*Exercise brief:*
Your answer must be the records below, printed exactly.

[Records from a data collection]
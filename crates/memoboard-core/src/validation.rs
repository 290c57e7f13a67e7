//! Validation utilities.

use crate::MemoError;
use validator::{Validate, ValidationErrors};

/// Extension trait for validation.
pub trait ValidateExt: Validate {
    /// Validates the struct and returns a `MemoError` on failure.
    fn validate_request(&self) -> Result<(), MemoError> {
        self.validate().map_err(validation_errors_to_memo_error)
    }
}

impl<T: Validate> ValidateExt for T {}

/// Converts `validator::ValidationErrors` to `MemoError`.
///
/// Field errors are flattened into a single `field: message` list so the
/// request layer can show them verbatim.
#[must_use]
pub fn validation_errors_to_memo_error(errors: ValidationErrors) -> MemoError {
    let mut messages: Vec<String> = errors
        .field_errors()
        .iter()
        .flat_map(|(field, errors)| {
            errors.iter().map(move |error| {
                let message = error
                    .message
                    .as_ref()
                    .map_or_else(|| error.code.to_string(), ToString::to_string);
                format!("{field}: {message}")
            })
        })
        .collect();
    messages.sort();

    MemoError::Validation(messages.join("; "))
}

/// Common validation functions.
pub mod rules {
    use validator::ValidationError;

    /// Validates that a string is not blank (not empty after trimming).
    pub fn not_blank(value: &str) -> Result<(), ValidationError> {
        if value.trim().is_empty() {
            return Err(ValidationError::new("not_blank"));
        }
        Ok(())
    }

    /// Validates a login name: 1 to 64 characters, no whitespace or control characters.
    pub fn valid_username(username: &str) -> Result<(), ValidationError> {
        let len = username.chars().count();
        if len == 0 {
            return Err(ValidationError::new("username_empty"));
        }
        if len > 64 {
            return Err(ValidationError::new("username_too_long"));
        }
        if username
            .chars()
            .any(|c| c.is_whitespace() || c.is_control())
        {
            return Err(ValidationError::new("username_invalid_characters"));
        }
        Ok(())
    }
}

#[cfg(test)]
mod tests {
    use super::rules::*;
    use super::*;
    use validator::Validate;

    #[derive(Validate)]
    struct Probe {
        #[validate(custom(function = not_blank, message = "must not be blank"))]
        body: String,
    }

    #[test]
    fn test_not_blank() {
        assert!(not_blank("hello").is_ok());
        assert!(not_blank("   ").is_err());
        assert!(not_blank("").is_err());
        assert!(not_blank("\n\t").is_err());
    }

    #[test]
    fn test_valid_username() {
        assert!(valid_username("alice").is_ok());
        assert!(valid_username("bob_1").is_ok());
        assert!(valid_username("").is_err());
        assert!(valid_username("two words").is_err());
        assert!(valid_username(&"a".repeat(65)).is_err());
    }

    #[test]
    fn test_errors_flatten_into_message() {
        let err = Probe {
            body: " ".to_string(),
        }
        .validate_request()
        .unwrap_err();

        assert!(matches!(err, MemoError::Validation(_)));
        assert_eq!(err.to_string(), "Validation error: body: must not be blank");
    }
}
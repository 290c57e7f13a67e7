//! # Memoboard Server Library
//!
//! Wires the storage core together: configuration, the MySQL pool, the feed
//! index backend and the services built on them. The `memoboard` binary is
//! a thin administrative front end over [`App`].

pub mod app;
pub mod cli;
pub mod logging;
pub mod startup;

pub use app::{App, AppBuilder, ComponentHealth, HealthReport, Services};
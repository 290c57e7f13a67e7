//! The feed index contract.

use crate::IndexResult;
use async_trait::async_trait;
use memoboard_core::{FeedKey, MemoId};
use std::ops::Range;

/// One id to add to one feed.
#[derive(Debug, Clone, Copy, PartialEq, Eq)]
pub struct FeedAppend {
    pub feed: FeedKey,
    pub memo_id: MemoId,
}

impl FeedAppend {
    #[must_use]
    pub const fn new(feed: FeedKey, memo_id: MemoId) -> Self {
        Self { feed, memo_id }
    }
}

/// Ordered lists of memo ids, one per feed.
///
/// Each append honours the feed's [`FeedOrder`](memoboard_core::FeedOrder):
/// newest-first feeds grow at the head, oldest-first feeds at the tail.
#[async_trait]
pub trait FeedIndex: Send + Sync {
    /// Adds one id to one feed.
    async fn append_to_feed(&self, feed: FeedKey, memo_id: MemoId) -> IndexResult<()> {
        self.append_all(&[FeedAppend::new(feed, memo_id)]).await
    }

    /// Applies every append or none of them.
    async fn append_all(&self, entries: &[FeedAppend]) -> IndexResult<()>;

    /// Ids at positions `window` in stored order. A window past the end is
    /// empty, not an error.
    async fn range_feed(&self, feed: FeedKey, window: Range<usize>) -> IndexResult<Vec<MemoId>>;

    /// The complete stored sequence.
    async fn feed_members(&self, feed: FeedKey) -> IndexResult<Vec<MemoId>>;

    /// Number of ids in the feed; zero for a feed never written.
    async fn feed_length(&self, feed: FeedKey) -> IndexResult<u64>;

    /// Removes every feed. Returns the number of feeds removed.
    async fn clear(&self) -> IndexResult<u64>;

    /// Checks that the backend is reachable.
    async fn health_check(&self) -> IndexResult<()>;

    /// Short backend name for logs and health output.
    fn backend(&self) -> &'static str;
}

*Finished exercise:*
filename crates/memoboard-core/src/validation.rs
repository 290c57e7f13a67e7
//! Validation utilities.

use crate::MemoError;
use validator::{Validate, ValidationErrors};

/// Extension trait for validation.
pub trait ValidateExt: Validate {
    /// Validates the struct and returns a `MemoError` on failure.
    fn validate_request(&self) -> Result<(), MemoError> {
        self.validate().map_err(validation_errors_to_memo_error)
    }
}

impl<T: Validate> ValidateExt for T {}

/// Converts `validator::ValidationErrors` to `MemoError`.
///
/// Field errors are flattened into a single `field: message` list so the
/// request layer can show them verbatim.
#[must_use]
pub fn validation_errors_to_memo_error(errors: ValidationErrors) -> MemoError {
    let mut messages: Vec<String> = errors
        .field_errors()
        .iter()
        .flat_map(|(field, errors)| {
            errors.iter().map(move |error| {
                let message = error
                    .message
                    .as_ref()
                    .map_or_else(|| error.code.to_string(), ToString::to_string);
                format!("{field}: {message}")
            })
        })
        .collect();
    messages.sort();

    MemoError::Validation(messages.join("; "))
}

/// Common validation functions.
pub mod rules {
    use validator::ValidationError;

    /// Validates that a string is not blank (not empty after trimming).
    pub fn not_blank(value: &str) -> Result<(), ValidationError> {
        if value.trim().is_empty() {
            return Err(ValidationError::new("not_blank"));
        }
        Ok(())
    }

    /// Validates a login name: 1 to 64 characters, no whitespace or control characters.
    pub fn valid_username(username: &str) -> Result<(), ValidationError> {
        let len = username.chars().count();
        if len == 0 {
            return Err(ValidationError::new("username_empty"));
        }
        if len > 64 {
            return Err(ValidationError::new("username_too_long"));
        }
        if username
            .chars()
            .any(|c| c.is_whitespace() || c.is_control())
        {
            return Err(ValidationError::new("username_invalid_characters"));
        }
        Ok(())
    }
}

#[cfg(test)]
mod tests {
    use super::rules::*;
    use super::*;
    use validator::Validate;

    #[derive(Validate)]
    struct Probe {
        #[validate(custom(function = not_blank, message = "must not be blank"))]
        body: String,
    }

    #[test]
    fn test_not_blank() {
        assert!(not_blank("hello").is_ok());
        assert!(not_blank("   ").is_err());
        assert!(not_blank("").is_err());
        assert!(not_blank("\n\t").is_err());
    }

    #[test]
    fn test_valid_username() {
        assert!(valid_username("alice").is_ok());
        assert!(valid_username("bob_1").is_ok());
        assert!(valid_username("").is_err());
        assert!(valid_username("two words").is_err());
        assert!(valid_username(&"a".repeat(65)).is_err());
    }

    #[test]
    fn test_errors_flatten_into_message() {
        let err = Probe {
            body: " ".to_string(),
        }
        .validate_request()
        .unwrap_err();

        assert!(matches!(err, MemoError::Validation(_)));
        assert_eq!(err.to_string(), "Validation error: body: must not be blank");
    }
}
repository 290c57e7f13a67e7
//! # Memoboard Server Library
//!
//! Wires the storage core together: configuration, the MySQL pool, the feed
//! index backend and the services built on them. The `memoboard` binary is
//! a thin administrative front end over [`App`].

pub mod app;
pub mod cli;
pub mod logging;
pub mod startup;

pub use app::{App, AppBuilder, ComponentHealth, HealthReport, Services};
repository 290c57e7f13a67e7
//! The feed index contract.

use crate::IndexResult;
use async_trait::async_trait;
use memoboard_core::{FeedKey, MemoId};
use std::ops::Range;

/// One id to add to one feed.
#[derive(Debug, Clone, Copy, PartialEq, Eq)]
pub struct FeedAppend {
    pub feed: FeedKey,
    pub memo_id: MemoId,
}

impl FeedAppend {
    #[must_use]
    pub const fn new(feed: FeedKey, memo_id: MemoId) -> Self {
        Self { feed, memo_id }
    }
}

/// Ordered lists of memo ids, one per feed.
///
/// Each append honours the feed's [`FeedOrder`](memoboard_core::FeedOrder):
/// newest-first feeds grow at the head, oldest-first feeds at the tail.
#[async_trait]
pub trait FeedIndex: Send + Sync {
    /// Adds one id to one feed.
    async fn append_to_feed(&self, feed: FeedKey, memo_id: MemoId) -> IndexResult<()> {
        self.append_all(&[FeedAppend::new(feed, memo_id)]).await
    }

    /// Applies every append or none of them.
    async fn append_all(&self, entries: &[FeedAppend]) -> IndexResult<()>;

    /// Ids at positions `window` in stored order. A window past the end is
    /// empty, not an error.
    async fn range_feed(&self, feed: FeedKey, window: Range<usize>) -> IndexResult<Vec<MemoId>>;

    /// The complete stored sequence.
    async fn feed_members(&self, feed: FeedKey) -> IndexResult<Vec<MemoId>>;

    /// Number of ids in the feed; zero for a feed never written.
    async fn feed_length(&self, feed: FeedKey) -> IndexResult<u64>;

    /// Removes every feed. Returns the number of feeds removed.
    async fn clear(&self) -> IndexResult<u64>;

    /// Checks that the backend is reachable.
    async fn health_check(&self) -> IndexResult<()>;

    /// Short backend name for logs and health output.
    fn backend(&self) -> &'static str;
}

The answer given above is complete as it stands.